Technology played a huge role in both the Roaring Twenties and the 80’s. The twenties were a time of modernization and mass production which led to cheaper goods for people. The 80’s went through a very similar time of consumerism marked by advancements in science and technology. One advancement that had an enormous impact on life in the twenties, and prohibition especially was the automobile. (Barry 44)
The automobile was invented in Europe during the late 1800’s and was never much of a success, mainly because the vehicles were expensive and unreliable. But after WWI had modernized American factories and set the stage for mass production, autos would become cheap and very popular.
Ford’s Model t was the most popular auto of the time. He sold over 15 million units by 1927. The new consumers of this product were in fact gangsters. They quickly realized the importance of the car and adopted it to suit their means. Some cars were modified to benefit the gangsters by installing thick bulletproof glass or armor on the doors. Gangs soon created strategies reminiscent of an army’s cavalry by moving in quick, striking fast with machine guns and then screeching away.
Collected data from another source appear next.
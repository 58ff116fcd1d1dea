//! Query compilation: abstract search intent → Solr request parameters.
//!
//! The compiled form is an ordered list of `(name, value)` pairs so repeated
//! parameters (`fq`, `facet.field`) survive intact when encoded into the
//! request URL.
//!
//! Filters are always emitted as separate `fq` clauses, never folded into
//! `q`, so Solr can cache each one independently of the scored query.

use serde::Serialize;
use std::collections::BTreeMap;

/// Match-all query sentinel; passed through without field qualification.
pub const MATCH_ALL: &str = "*:*";
/// Catch-all field free text is searched against.
pub const TEXT_FIELD: &str = "text";

/// Stored fields returned for every search hit.
pub const RETURN_FIELDS: &str = "id,title,year,rating,genres,directors,cast,plot,plot_source,\
metascore,tomatometer,audience_score,score_source,poster,source,url,\
nyt_reviews_headlines,nyt_reviews_abstracts,nyt_reviews_snippets";

pub const FACET_MIN_COUNT: usize = 1;
pub const FACET_LIMIT: usize = 20;

/// Narrative fields eligible for highlighting. Structured fields are excluded.
pub const HIGHLIGHT_FIELDS: &str = "plot,nyt_reviews_abstracts,nyt_reviews_snippets";
pub const HIGHLIGHT_PRE: &str = "<mark>";
pub const HIGHLIGHT_POST: &str = "</mark>";
pub const HIGHLIGHT_FRAGSIZE: usize = 200;

pub const MLT_DEFAULT_FIELDS: &[&str] = &["text", "genres", "cast", "directors"];
pub const MLT_MIN_DF: usize = 1;
pub const MLT_MIN_TF: usize = 1;
pub const MLT_MIN_WORD_LEN: usize = 3;
pub const MLT_MAX_QUERY_TERMS: usize = 25;

pub const DEFAULT_ROWS: usize = 10;

/// Ordered request parameters.
pub type Params = Vec<(String, String)>;

/// Value side of a filter entry. Its shape selects the clause type.
#[derive(Debug, Clone, PartialEq, Serialize)]
#[serde(untagged)]
pub enum FilterValue {
    /// Single exact match.
    Exact(String),
    /// Any of the listed values (OR).
    AnyOf(Vec<String>),
    /// Inclusive `[low TO high]` range; `*` leaves a side open.
    Range(String, String),
}

impl FilterValue {
    pub fn range(low: impl ToString, high: impl ToString) -> Self {
        Self::Range(low.to_string(), high.to_string())
    }

    /// Parse `low..high`; an empty side becomes `*`.
    pub fn parse_range(s: &str) -> Option<Self> {
        let (low, high) = s.split_once("..")?;
        let side = |v: &str| {
            let v = v.trim();
            if v.is_empty() {
                "*".to_string()
            } else {
                v.to_string()
            }
        };
        Some(Self::Range(side(low), side(high)))
    }
}

/// Group repeated `field=value` pairs: one value is an exact match, several
/// become an OR-list. Ranges are added afterwards and win on conflict.
pub fn collect_filters(
    exact: &[(String, String)],
    ranges: &[(String, FilterValue)],
) -> BTreeMap<String, FilterValue> {
    let mut grouped: BTreeMap<String, Vec<String>> = BTreeMap::new();
    for (field, value) in exact {
        grouped.entry(field.clone()).or_default().push(value.clone());
    }

    let mut filters: BTreeMap<String, FilterValue> = grouped
        .into_iter()
        .map(|(field, mut values)| {
            let value = if values.len() == 1 {
                FilterValue::Exact(values.remove(0))
            } else {
                FilterValue::AnyOf(values)
            };
            (field, value)
        })
        .collect();

    for (field, range) in ranges {
        filters.insert(field.clone(), range.clone());
    }
    filters
}

impl From<&str> for FilterValue {
    fn from(v: &str) -> Self {
        Self::Exact(v.to_string())
    }
}

impl From<String> for FilterValue {
    fn from(v: String) -> Self {
        Self::Exact(v)
    }
}

impl From<i64> for FilterValue {
    fn from(v: i64) -> Self {
        Self::Exact(v.to_string())
    }
}

impl From<Vec<&str>> for FilterValue {
    fn from(v: Vec<&str>) -> Self {
        Self::AnyOf(v.into_iter().map(str::to_string).collect())
    }
}

impl From<Vec<String>> for FilterValue {
    fn from(v: Vec<String>) -> Self {
        Self::AnyOf(v)
    }
}

impl From<(i64, i64)> for FilterValue {
    fn from((low, high): (i64, i64)) -> Self {
        Self::range(low, high)
    }
}

/// What a caller wants from a search.
#[derive(Debug, Clone, PartialEq)]
pub struct SearchRequest {
    pub query: String,
    pub filters: BTreeMap<String, FilterValue>,
    pub facets: Vec<String>,
    /// Raw sort expression, e.g. `rating desc`.
    pub sort: Option<String>,
    pub start: usize,
    pub rows: usize,
    pub highlight: bool,
}

impl Default for SearchRequest {
    fn default() -> Self {
        Self {
            query: MATCH_ALL.to_string(),
            filters: BTreeMap::new(),
            facets: Vec::new(),
            sort: None,
            start: 0,
            rows: DEFAULT_ROWS,
            highlight: false,
        }
    }
}

impl SearchRequest {
    pub fn new(query: impl Into<String>) -> Self {
        Self {
            query: query.into(),
            ..Self::default()
        }
    }

    pub fn filter(mut self, field: impl Into<String>, value: impl Into<FilterValue>) -> Self {
        self.filters.insert(field.into(), value.into());
        self
    }

    pub fn facet(mut self, field: impl Into<String>) -> Self {
        self.facets.push(field.into());
        self
    }

    pub fn sort(mut self, sort: impl Into<String>) -> Self {
        self.sort = Some(sort.into());
        self
    }

    pub fn page(mut self, start: usize, rows: usize) -> Self {
        self.start = start;
        self.rows = rows;
        self
    }

    pub fn highlight(mut self, on: bool) -> Self {
        self.highlight = on;
        self
    }
}

fn push(params: &mut Params, name: &str, value: impl ToString) {
    params.push((name.to_string(), value.to_string()));
}

/// Free text → `text:(...)`; the match-all sentinel (or blank) passes through.
pub fn compile_query(query: &str) -> String {
    let q = query.trim();
    if q.is_empty() || q == MATCH_ALL {
        MATCH_ALL.to_string()
    } else {
        format!("{}:({})", TEXT_FIELD, q)
    }
}

/// Quote a value for an exact-match clause.
pub fn quote(value: &str) -> String {
    format!("\"{}\"", value.replace('\\', "\\\\").replace('"', "\\\""))
}

fn range_bound(bound: &str) -> String {
    let b = bound.trim();
    let plain = !b.is_empty()
        && b
            .chars()
            .all(|c| c.is_alphanumeric() || matches!(c, '.' | '-' | '_' | ':' | '*'));
    if plain {
        b.to_string()
    } else {
        quote(b)
    }
}

/// Compile one filter entry into an `fq` clause. An empty OR-list yields
/// no clause.
pub fn compile_filter(field: &str, value: &FilterValue) -> Option<String> {
    match value {
        FilterValue::Exact(v) => Some(format!("{}:{}", field, quote(v))),
        FilterValue::AnyOf(values) if values.is_empty() => None,
        FilterValue::AnyOf(values) => {
            let clauses: Vec<String> = values
                .iter()
                .map(|v| format!("{}:{}", field, quote(v)))
                .collect();
            Some(format!("({})", clauses.join(" OR ")))
        }
        FilterValue::Range(low, high) => Some(format!(
            "{}:[{} TO {}]",
            field,
            range_bound(low),
            range_bound(high)
        )),
    }
}

pub fn compile_search(req: &SearchRequest) -> Params {
    let mut params = Params::new();
    push(&mut params, "q", compile_query(&req.query));
    push(&mut params, "start", req.start);
    push(&mut params, "rows", req.rows);
    push(&mut params, "fl", RETURN_FIELDS);
    push(&mut params, "wt", "json");

    if let Some(sort) = req.sort.as_deref().filter(|s| !s.trim().is_empty()) {
        push(&mut params, "sort", sort.trim());
    }

    for (field, value) in &req.filters {
        if let Some(fq) = compile_filter(field, value) {
            push(&mut params, "fq", fq);
        }
    }

    if !req.facets.is_empty() {
        push_facet_params(&mut params, &req.facets, FACET_LIMIT);
    }

    if req.highlight {
        push(&mut params, "hl", "true");
        push(&mut params, "hl.fl", HIGHLIGHT_FIELDS);
        push(&mut params, "hl.simple.pre", HIGHLIGHT_PRE);
        push(&mut params, "hl.simple.post", HIGHLIGHT_POST);
        push(&mut params, "hl.fragsize", HIGHLIGHT_FRAGSIZE);
    }

    params
}

fn push_facet_params(params: &mut Params, fields: &[String], limit: usize) {
    push(params, "facet", "true");
    for field in fields {
        push(params, "facet.field", field);
    }
    push(params, "facet.mincount", FACET_MIN_COUNT);
    push(params, "facet.limit", limit);
}

/// Similarity query for one source document. `fields` overrides the default
/// field set when non-empty.
pub fn compile_more_like_this(doc_id: &str, fields: &[String], rows: usize) -> Params {
    let mlt_fields = if fields.is_empty() {
        MLT_DEFAULT_FIELDS.join(",")
    } else {
        fields.join(",")
    };

    let mut params = Params::new();
    push(&mut params, "q", format!("id:{}", quote(doc_id)));
    push(&mut params, "mlt", "true");
    push(&mut params, "mlt.fl", mlt_fields);
    push(&mut params, "mlt.mindf", MLT_MIN_DF);
    push(&mut params, "mlt.mintf", MLT_MIN_TF);
    push(&mut params, "mlt.minwl", MLT_MIN_WORD_LEN);
    push(&mut params, "mlt.maxqt", MLT_MAX_QUERY_TERMS);
    push(&mut params, "mlt.count", rows);
    push(&mut params, "fl", RETURN_FIELDS);
    push(&mut params, "wt", "json");
    params
}

pub fn compile_get_by_id(doc_id: &str) -> Params {
    let mut params = Params::new();
    push(&mut params, "q", format!("id:{}", quote(doc_id)));
    push(&mut params, "rows", 1);
    push(&mut params, "wt", "json");
    params
}

/// Facet-only request over the whole collection.
pub fn compile_facet_values(field: &str, limit: usize) -> Params {
    let mut params = Params::new();
    push(&mut params, "q", MATCH_ALL);
    push(&mut params, "rows", 0);
    push(&mut params, "wt", "json");
    push_facet_params(&mut params, &[field.to_string()], limit);
    params
}

pub fn compile_stats() -> Params {
    let mut params = Params::new();
    push(&mut params, "q", MATCH_ALL);
    push(&mut params, "rows", 0);
    push(&mut params, "wt", "json");
    params
}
The 1980’s saw many scientific and technological advancements that helped and greatly hurt society. One such advancement was in the production of “crack cocaine”. This new potent product was made by mixing powdered cocaine with baking soda and water and then heating it. The oil that was extracted was then cooled into a hydrate and smoked out of a pipe. The vapor was quickly absorbed by the lungs and caused the user to feel a very quick and intense high, but was left with an insatiable appetite for more soon after. (White)
The crack epidemic is said by the DEA to have started in 1984 and ended in 1990, in which time it caused enormous amounts of damage to users, communities, and the prison system. By taking extreme measures against crack, president Reagan is partially to blame for the over-crowded prison systems that do much more harm than good. Today the United States has the highest percentage of its population locked up, over 2.2 million inmates.
One novel that explored the drug culture and the end of the hippie generation was Hunter S Thompson’s Fear and Loathing in Las Vegas. The book deals with the end of the counterculture of the 60’s and the cynicism that followed. The novel is a somewhat autobiographical account of events that happened to Thompson on a trip to Las Vegas to cover the Mint 400. The two men are given $300 and use the majority of it to purchase ludicrous amounts of drugs. What followed was a descent into the reasons of drug culture and the delusion of the American dream.
The thirteen years of prohibition that America went through is very similar to the more recent War on Drugs. Both time periods saw remarkable change both socially and politically. The causes of these restricting times were deeply rooted in a national sense of disgust with crime and the want for a return to normal times, good times. Unfortunately such radical reform laws are nearly unworkable in American society. This is mainly due to the fact that the true American dream is to have the freedom to earn money. When the government took away some of it’s citizens’ freedoms, the citizens disobeyed the law. When the government indirectly made disobeying the law so profitable to anyone willing to grasp at the opportunity, it set the stage for a never ending battle. For sometimes it is the forbidden fruit that tastes sweeter than all else.